Small house with porch and pergola.Summary:
A nano house is a super-small house, generally between 300 and under 1,000 square feet.  This book shows off nano houses from all over the world with different goals in mind, from an eco-friendly retreat that blends in with the surroundings to pod buildings that could be assembled into space-saving towers in the city to more traditional house boats.  One goal of all the houses remains the same.  How little space can one person or family take up to make the smallest impact on the environment?

Review:
I became fascinated with nano houses after stumbling across a few on the internet.  One that sticks out in my mind is a couple that built theirs together and had a blog about it.  There was another one in Australia that the woman made from plastic bottles and dirt.  The whole concept was just so….refreshing.  A small space that is uniquely you (or your family) that fits in just right with your surroundings.  So when I found out about a book coming out collecting a bunch of these houses together, I put myself on the hold list at the library immediately.  I wanted to know more details about building these remarkable little houses and the kind of people who are choosing them.  Unfortunately, this book missed the entire soul of the blogs and blurbs I’d found online.

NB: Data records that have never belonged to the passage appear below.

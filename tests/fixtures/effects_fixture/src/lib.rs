//! Native effects and a byte transform exported with the C ABI, loaded by
//! the bridge's shared-library tests.

use std::os::raw::c_int;
use std::slice;

#[repr(C, packed)]
#[allow(dead_code)]
pub struct Bullet {
    damage: i32,
    count: i32,
    speed: i32,
    hp: i32,
    color: [u8; 4],
    damage_by_frame: u8,
    mp_cost: i32,
}

const RECORD_SIZE: usize = 25;
const HP: usize = 12;

/// `count += 10`
#[no_mangle]
pub unsafe extern "C" fn c_create_bullet(bullet: *mut Bullet) {
    let count = (*bullet).count;
    (*bullet).count = count.wrapping_add(10);
}

/// `damage = stacking * 100`, so callers can see the index that arrived
#[no_mangle]
pub unsafe extern "C" fn cpp_create_bullet(bullet: *mut Bullet, stacking: c_int) {
    (*bullet).damage = stacking.wrapping_mul(100);
}

/// Copies the snapshot and adds 5 to hp. The incoming hp selects a failure:
///
/// - `-1`: returns error code `-7`
/// - `-2`: claims one byte more than `output_capacity`
/// - `-3`: writes one byte less than a record
#[no_mangle]
pub unsafe extern "C" fn bullet_transform(
    input: *const u8,
    input_len: usize,
    output: *mut u8,
    output_capacity: usize,
) -> isize {
    if input_len != RECORD_SIZE || output_capacity < RECORD_SIZE {
        return -1;
    }
    let input = slice::from_raw_parts(input, input_len);
    let output = slice::from_raw_parts_mut(output, output_capacity);

    let mut hp = [0u8; 4];
    hp.copy_from_slice(&input[HP..HP + 4]);
    let hp = i32::from_le_bytes(hp);

    match hp {
        -1 => -7,
        -2 => output_capacity as isize + 1,
        -3 => {
            output[..RECORD_SIZE - 1].copy_from_slice(&input[..RECORD_SIZE - 1]);
            (RECORD_SIZE - 1) as isize
        }
        _ => {
            output[..RECORD_SIZE].copy_from_slice(input);
            output[HP..HP + 4].copy_from_slice(&hp.wrapping_add(5).to_le_bytes());
            RECORD_SIZE as isize
        }
    }
}
//! 效果注册表
//!
//! 管理标签到处理器的绑定。

use std::collections::HashMap;

use super::{
    EffectHandler, EffectTag, LibraryNativeEffect, LibraryStackingEffect, SplitShot,
    StackedPower,
};
use crate::config::{BridgeConfig, NativeBinding};
use crate::core::error::BridgeResult;
use crate::foreign::{self, ForeignHandler};

#[derive(Debug, Default)]
pub struct EffectRegistry {
    handlers: HashMap<EffectTag, EffectHandler>,
}

impl EffectRegistry {
    /// 空注册表：任何标签都会终止效果链
    pub fn new() -> Self {
        Self::default()
    }

    /// 默认绑定：内置原生效果 + 内置 QuickJS 脚本
    pub fn builtin() -> Self {
        let mut registry = Self::new();
        registry.insert(EffectTag::C, EffectHandler::native(SplitShot));
        registry.insert(EffectTag::CPlusPlus, EffectHandler::stacking(StackedPower));
        registry.insert(
            EffectTag::Go,
            EffectHandler::Foreign(ForeignHandler::new(foreign::ScriptRuntime::bundled())),
        );
        registry
    }

    /// 按配置构建，原生库在此处立即加载，外部运行时延迟到首次调用
    pub fn from_config(config: &BridgeConfig) -> BridgeResult<Self> {
        config.validate()?;

        let mut registry = Self::new();
        registry.insert(EffectTag::C, native_handler(&config.native.c)?);
        registry.insert(EffectTag::CPlusPlus, stacking_handler(&config.native.cpp)?);
        registry.insert(
            EffectTag::Go,
            EffectHandler::Foreign(ForeignHandler::from_boxed(foreign::runtime_from_config(
                &config.foreign,
            )?)),
        );
        Ok(registry)
    }

    /// 绑定处理器，返回被替换的旧处理器
    ///
    /// 处理器形状必须与标签一致，否则拒绝绑定并原样返回。
    pub fn bind(&mut self, tag: EffectTag, handler: EffectHandler) -> Result<Option<EffectHandler>, EffectHandler> {
        if handler.kind() != tag.kind() {
            tracing::warn!(
                target: "bridge.effects",
                "Refusing to bind {:?} handler '{}' to tag '{}'",
                handler.kind(),
                handler.name(),
                tag
            );
            return Err(handler);
        }
        tracing::debug!(target: "bridge.effects", "Bound '{}' -> {}", tag, handler.name());
        Ok(self.handlers.insert(tag, handler))
    }

    fn insert(&mut self, tag: EffectTag, handler: EffectHandler) {
        debug_assert_eq!(handler.kind(), tag.kind());
        self.handlers.insert(tag, handler);
    }

    pub fn unbind(&mut self, tag: EffectTag) -> Option<EffectHandler> {
        self.handlers.remove(&tag)
    }

    pub fn get(&self, tag: EffectTag) -> Option<&EffectHandler> {
        self.handlers.get(&tag)
    }

    pub fn get_mut(&mut self, tag: EffectTag) -> Option<&mut EffectHandler> {
        self.handlers.get_mut(&tag)
    }

    pub fn is_bound(&self, tag: EffectTag) -> bool {
        self.handlers.contains_key(&tag)
    }

    pub fn len(&self) -> usize {
        self.handlers.len()
    }

    pub fn is_empty(&self) -> bool {
        self.handlers.is_empty()
    }

    /// 关闭所有处理器持有的运行时
    pub fn shutdown(&mut self) {
        for handler in self.handlers.values_mut() {
            handler.shutdown();
        }
    }
}

fn native_handler(binding: &NativeBinding) -> BridgeResult<EffectHandler> {
    match &binding.library {
        None => Ok(EffectHandler::native(SplitShot)),
        Some(path) => Ok(EffectHandler::native(LibraryNativeEffect::load(
            path,
            &binding.symbol,
        )?)),
    }
}

fn stacking_handler(binding: &NativeBinding) -> BridgeResult<EffectHandler> {
    match &binding.library {
        None => Ok(EffectHandler::stacking(StackedPower)),
        Some(path) => Ok(EffectHandler::stacking(LibraryStackingEffect::load(
            path,
            &binding.symbol,
        )?)),
    }
}
//! Bullet record
//!
//! The only value exchanged across language boundaries. Every consumer
//! (C, C++, Go, Python, QuickJS) must agree on the exact field order and
//! width, so the struct is packed and the layout is checked at compile time.

pub mod codec;
pub mod layout;

pub use codec::RecordCodec;
pub use layout::{FieldKind, FieldLayout, FIELDS, RECORD_SIZE, SCHEMA_VERSION};

use std::fmt;

use bytemuck::{Pod, Zeroable};

/// 8-bit RGBA color
#[repr(C)]
#[derive(Debug, Clone, Copy, PartialEq, Eq, Hash, Pod, Zeroable)]
pub struct Rgba {
    pub r: u8,
    pub g: u8,
    pub b: u8,
    pub a: u8,
}

impl Rgba {
    pub const WHITE: Rgba = Rgba::new(0xFF, 0xFF, 0xFF, 0xFF);

    pub const fn new(r: u8, g: u8, b: u8, a: u8) -> Self {
        Self { r, g, b, a }
    }
}

/// Fixed-layout bullet record (25 bytes, no padding)
///
/// Fields are private: references into a packed struct are unaligned, so all
/// access goes through by-value getters and setters.
#[repr(C, packed)]
#[derive(Clone, Copy, Pod, Zeroable)]
pub struct Bullet {
    damage: i32,
    count: i32,
    speed: i32,
    hp: i32,
    color: Rgba,
    damage_by_frame: u8,
    mp_cost: i32,
}

const _: () = {
    assert!(std::mem::size_of::<Bullet>() == RECORD_SIZE);
    assert!(std::mem::align_of::<Bullet>() == 1);
    assert!(std::mem::offset_of!(Bullet, damage) == layout::DAMAGE.offset);
    assert!(std::mem::offset_of!(Bullet, count) == layout::COUNT.offset);
    assert!(std::mem::offset_of!(Bullet, speed) == layout::SPEED.offset);
    assert!(std::mem::offset_of!(Bullet, hp) == layout::HP.offset);
    assert!(std::mem::offset_of!(Bullet, color) == layout::COLOR.offset);
    assert!(std::mem::offset_of!(Bullet, damage_by_frame) == layout::DAMAGE_BY_FRAME.offset);
    assert!(std::mem::offset_of!(Bullet, mp_cost) == layout::MP_COST.offset);
};

impl Default for Bullet {
    /// Opaque white, one bullet of one damage at speed one, costing one mp.
    fn default() -> Self {
        Self {
            damage: 1,
            count: 1,
            speed: 1,
            hp: 0,
            color: Rgba::WHITE,
            damage_by_frame: 0,
            mp_cost: 1,
        }
    }
}

impl Bullet {
    pub fn new() -> Self {
        Self::default()
    }

    pub fn damage(&self) -> i32 {
        self.damage
    }

    pub fn set_damage(&mut self, damage: i32) {
        self.damage = damage;
    }

    pub fn count(&self) -> i32 {
        self.count
    }

    pub fn set_count(&mut self, count: i32) {
        self.count = count;
    }

    pub fn speed(&self) -> i32 {
        self.speed
    }

    pub fn set_speed(&mut self, speed: i32) {
        self.speed = speed;
    }

    pub fn hp(&self) -> i32 {
        self.hp
    }

    pub fn set_hp(&mut self, hp: i32) {
        self.hp = hp;
    }

    pub fn color(&self) -> Rgba {
        self.color
    }

    pub fn set_color(&mut self, color: Rgba) {
        self.color = color;
    }

    pub fn damage_by_frame(&self) -> bool {
        self.damage_by_frame != 0
    }

    pub fn set_damage_by_frame(&mut self, enabled: bool) {
        self.damage_by_frame = u8::from(enabled);
    }

    pub fn mp_cost(&self) -> i32 {
        self.mp_cost
    }

    pub fn set_mp_cost(&mut self, mp_cost: i32) {
        self.mp_cost = mp_cost;
    }

    /// Host-order view of the record, as handed to native code by pointer.
    pub fn as_bytes(&self) -> &[u8] {
        bytemuck::bytes_of(self)
    }

    /// Raw flag byte, for callers that need to see exactly what native code wrote.
    pub fn damage_by_frame_raw(&self) -> u8 {
        self.damage_by_frame
    }
}

impl PartialEq for Bullet {
    fn eq(&self, other: &Self) -> bool {
        self.as_bytes() == other.as_bytes()
    }
}

impl Eq for Bullet {}

impl fmt::Debug for Bullet {
    fn fmt(&self, f: &mut fmt::Formatter<'_>) -> fmt::Result {
        f.debug_struct("Bullet")
            .field("damage", &self.damage())
            .field("count", &self.count())
            .field("speed", &self.speed())
            .field("hp", &self.hp())
            .field("color", &self.color())
            .field("damage_by_frame", &self.damage_by_frame())
            .field("mp_cost", &self.mp_cost())
            .finish()
    }
}
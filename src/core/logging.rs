//! 日志初始化
//!
//! 基于 tracing-subscriber，日志级别可以通过`RUST_LOG`环境变量覆盖。

use std::fs::OpenOptions;
use std::sync::Mutex;

use tracing_subscriber::fmt::writer::MakeWriterExt;
use tracing_subscriber::EnvFilter;

use crate::config::LoggingConfig;

/// 初始化日志系统
///
/// 重复调用是安全的：已有全局订阅者时直接返回 `false`。
pub fn init_logging(config: &LoggingConfig) -> bool {
    let filter = EnvFilter::try_from_default_env()
        .unwrap_or_else(|_| EnvFilter::new(config.level.as_str()));

    let log_file = if config.log_to_file {
        match OpenOptions::new()
            .create(true)
            .append(true)
            .open(&config.log_file_path)
        {
            Ok(file) => Some(file),
            Err(e) => {
                eprintln!(
                    "bullet_bridge: cannot open log file {}: {}",
                    config.log_file_path, e
                );
                None
            }
        }
    } else {
        None
    };

    let builder = tracing_subscriber::fmt().with_env_filter(filter);
    let installed = match (log_file, config.log_to_console) {
        (Some(file), true) => builder
            .with_ansi(false)
            .with_writer(std::io::stderr.and(Mutex::new(file)))
            .try_init()
            .is_ok(),
        (Some(file), false) => builder
            .with_ansi(false)
            .with_writer(Mutex::new(file))
            .try_init()
            .is_ok(),
        (None, _) => builder.with_writer(std::io::stderr).try_init().is_ok(),
    };

    if installed {
        tracing::info!(target: "bridge", level = %config.level, "Logging initialized");
    }
    installed
}
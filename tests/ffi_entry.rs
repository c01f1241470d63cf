use bullet_bridge::bindings::{
    bullet_record_size, bullet_schema_version, create_bullet, destroy_bullet,
};
use bullet_bridge::Bullet;
use std::ffi::CString;
use std::os::raw::{c_char, c_int};
use std::ptr;

/// Owns the C strings for one call.
struct Tags {
    _owned: Vec<CString>,
    ptrs: Vec<*const c_char>,
}

impl Tags {
    fn new(tags: &[&str]) -> Self {
        let owned: Vec<CString> = tags.iter().map(|t| CString::new(*t).unwrap()).collect();
        let ptrs = owned.iter().map(|c| c.as_ptr()).collect();
        Self {
            _owned: owned,
            ptrs,
        }
    }

    fn create(&self, count: c_int) -> Option<Bullet> {
        unsafe {
            let raw = create_bullet(self.ptrs.as_ptr(), count);
            if raw.is_null() {
                return None;
            }
            let bullet = *raw;
            destroy_bullet(raw);
            Some(bullet)
        }
    }
}

#[test]
fn test_zero_count_is_null() {
    assert!(Tags::new(&["C", "go"]).create(0).is_none());
    assert!(Tags::new(&[]).create(0).is_none());
}

#[test]
fn test_null_tags_is_null() {
    assert!(unsafe { create_bullet(ptr::null(), 2) }.is_null());
}

#[test]
fn test_split_shot_through_abi() {
    let b = Tags::new(&["C"]).create(1).unwrap();
    assert_eq!(b.count(), 2);
    assert_eq!(b.mp_cost(), 2);
}

#[test]
fn test_bogus_tag_through_abi() {
    let b = Tags::new(&["bogus", "C"]).create(1).unwrap();
    assert_eq!(b, Bullet::default());
}

#[test]
fn test_go_through_abi() {
    let b = Tags::new(&["C", "go"]).create(2).unwrap();
    assert_eq!(b.hp(), 2);
}

#[test]
fn test_null_entry_halts_sequence() {
    let c = CString::new("C").unwrap();
    let tags = [c.as_ptr(), ptr::null(), c.as_ptr()];
    unsafe {
        let raw = create_bullet(tags.as_ptr(), 3);
        assert!(!raw.is_null());
        assert_eq!((*raw).count(), 2);
        destroy_bullet(raw);
    }
}

#[test]
fn test_destroy_null_is_noop() {
    unsafe { destroy_bullet(ptr::null_mut()) };
}

#[test]
fn test_layout_queries() {
    assert_eq!(bullet_record_size(), 25);
    assert_eq!(bullet_record_size(), std::mem::size_of::<Bullet>());
    assert_eq!(bullet_schema_version(), 1);
}
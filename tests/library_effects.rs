//! Shared-library effects and the library foreign runtime, run against the
//! `tests/fixtures/effects_fixture` cdylib.

use std::env::consts::{DLL_PREFIX, DLL_SUFFIX};
use std::path::{Path, PathBuf};
use std::process::Command;
use std::sync::OnceLock;

use bullet_bridge::config::ForeignBackend;
use bullet_bridge::effects::{
    LibraryNativeEffect, LibraryStackingEffect, NativeEffect, StackingEffect,
};
use bullet_bridge::foreign::{ForeignHandler, LibraryRuntime};
use bullet_bridge::{
    BridgeConfig, Bullet, BulletFactory, ForeignError, ForeignRuntime, Halt, RecordCodec,
    RecordError,
};

/// Builds the fixture once per test binary and returns the library path.
fn fixture() -> &'static Path {
    static LIBRARY: OnceLock<PathBuf> = OnceLock::new();
    LIBRARY.get_or_init(|| {
        let manifest = Path::new(env!("CARGO_MANIFEST_DIR"))
            .join("tests")
            .join("fixtures")
            .join("effects_fixture")
            .join("Cargo.toml");
        let target_dir = Path::new(env!("CARGO_TARGET_TMPDIR")).join("effects_fixture");

        let status = Command::new(env!("CARGO"))
            .args(["build", "--quiet", "--manifest-path"])
            .arg(&manifest)
            .arg("--target-dir")
            .arg(&target_dir)
            .status()
            .expect("failed to run cargo for the effects fixture");
        assert!(status.success(), "effects fixture failed to build");

        target_dir
            .join("debug")
            .join(format!("{}effects_fixture{}", DLL_PREFIX, DLL_SUFFIX))
    })
}

fn library_config() -> BridgeConfig {
    let mut config = BridgeConfig::default();
    config.native.c.library = Some(fixture().to_path_buf());
    config.native.cpp.library = Some(fixture().to_path_buf());
    config.foreign.backend = ForeignBackend::Library;
    config.foreign.library.path = Some(fixture().to_path_buf());
    config
}

fn with_hp(hp: i32) -> Bullet {
    let mut b = Bullet::default();
    b.set_hp(hp);
    b
}

#[test]
fn test_native_effect_mutates_in_place() {
    let effect = LibraryNativeEffect::load(fixture(), "c_create_bullet").unwrap();
    let mut b = Bullet::default();
    effect.apply(&mut b);
    assert_eq!(b.count(), 11);
    assert_eq!(b.damage(), 1);
    assert_eq!(b.mp_cost(), 1);
}

#[test]
fn test_stacking_index_reaches_library() {
    let effect = LibraryStackingEffect::load(fixture(), "cpp_create_bullet").unwrap();
    let mut b = Bullet::default();
    effect.apply(&mut b, 3);
    assert_eq!(b.damage(), 300);
}

#[test]
fn test_factory_with_library_handlers() {
    let mut factory = BulletFactory::from_config(&library_config()).unwrap();
    let outcome = factory
        .forge(&["C", "c plus plus", "go"], 3)
        .unwrap()
        .unwrap();

    assert!(outcome.is_complete());
    assert_eq!(outcome.bullet.count(), 11);
    // "c plus plus" at position 1 sees stacking 2
    assert_eq!(outcome.bullet.damage(), 200);
    assert_eq!(outcome.bullet.hp(), 5);
}

#[test]
fn test_transform_success() {
    let runtime = LibraryRuntime::new(fixture(), "bullet_transform");
    let out = runtime.transform(&RecordCodec::encode(&with_hp(10))).unwrap();
    assert_eq!(RecordCodec::decode(&out).unwrap().hp(), 15);
}

#[test]
fn test_transform_negative_return_is_library_error() {
    let runtime = LibraryRuntime::new(fixture(), "bullet_transform");
    let err = runtime
        .transform(&RecordCodec::encode(&with_hp(-1)))
        .unwrap_err();
    assert!(matches!(err, ForeignError::Library(ref msg) if msg.contains("-7")));
    assert!(!err.is_fatal());
}

#[test]
fn test_transform_oversized_claim_is_library_error() {
    let runtime = LibraryRuntime::new(fixture(), "bullet_transform");
    let err = runtime
        .transform(&RecordCodec::encode(&with_hp(-2)))
        .unwrap_err();
    assert!(matches!(err, ForeignError::Library(ref msg) if msg.contains("buffer")));
}

#[test]
fn test_short_reply_leaves_record_unchanged() {
    let handler = ForeignHandler::new(LibraryRuntime::new(fixture(), "bullet_transform"));
    let mut b = with_hp(-3);
    let before = b;

    let err = handler.apply(&mut b).unwrap_err();
    assert!(matches!(
        err,
        ForeignError::Record(RecordError::LengthMismatch {
            expected: 25,
            actual: 24
        })
    ));
    assert_eq!(b, before);
}

#[test]
fn test_library_runtime_applies_per_tag() {
    let mut factory = BulletFactory::from_config(&library_config()).unwrap();
    let outcome = factory.forge(&["go", "go"], 2).unwrap().unwrap();
    assert_eq!(outcome.bullet.hp(), 10);
    assert!(outcome.halt.is_none());
}

#[test]
fn test_missing_transform_symbol_is_foreign_init() {
    let mut config = library_config();
    config.foreign.library.symbol = "no_such_transform".to_string();

    let mut factory = BulletFactory::from_config(&config).unwrap();
    let err = factory.create(&["go"], 1).unwrap_err();
    assert!(matches!(err, bullet_bridge::BridgeError::ForeignInit(ref r) if r.contains("no_such_transform")));

    // tags before the foreign one still work on their own
    let outcome = factory.forge(&["C", "bogus"], 2).unwrap().unwrap();
    assert!(matches!(outcome.halt, Some(Halt::UnknownTag { position: 1, .. })));
}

Instead of seeking out individuals and families who designed and built their homes themselves, the houses here were all made by architectural firms or design students.  If you’ve ever met that snotty whoever in the bar who just can’t stop talking about his high-class ideas for making the whole world more up to his par, then you know the vibe this book sends off in waves.  It’s not enough to make a small, livable house with minor impact, no, they must use this new, experimental flooring or make the house look like a storage shed or design their own perfectly circular furniture or give a speech about the revolutionary concept of having a yard on the roof of your houseboat.  Um, newsflash, pretty sure I came up with that idea when I was 5.

Instead of interviewing the people who live in these houses, the author talks about what the houses are like and why they are built.  We get to hear nothing about actually *living* in a nano house.  Indeed, some of the houses were simply made for design contests or as student projects with no intention of anyone living in them at all, which seems to be the OPPOSITE of environmentally friendly if you ask me.

In fact, the whole book reads like greenwashing.  Oh, they say anyone can afford to buy this house or live there, but in fact it’s the “eccentric” wealthy who own these houses as second homes or vacation homes or a place to stick guests so they aren’t in the main house….but it’s environmentally friendly, so it’s all cool.  What I wanted to see was game changers.  Ordinary people who chose to make their own home their own way.  What I got instead was annoying architectural design students and getaways for the wealthy.  Plus, there are not nearly enough pictures of the houses to get a good idea of what they are actually like, and any floor plans are printed so small that they are impossible to read.

Overall, this book has a great title, but is a huge disappointment.  It reads like a bunch of wealthy people patting each other on the back at a party at the Ritz, missing the entire soul of the environmental movement.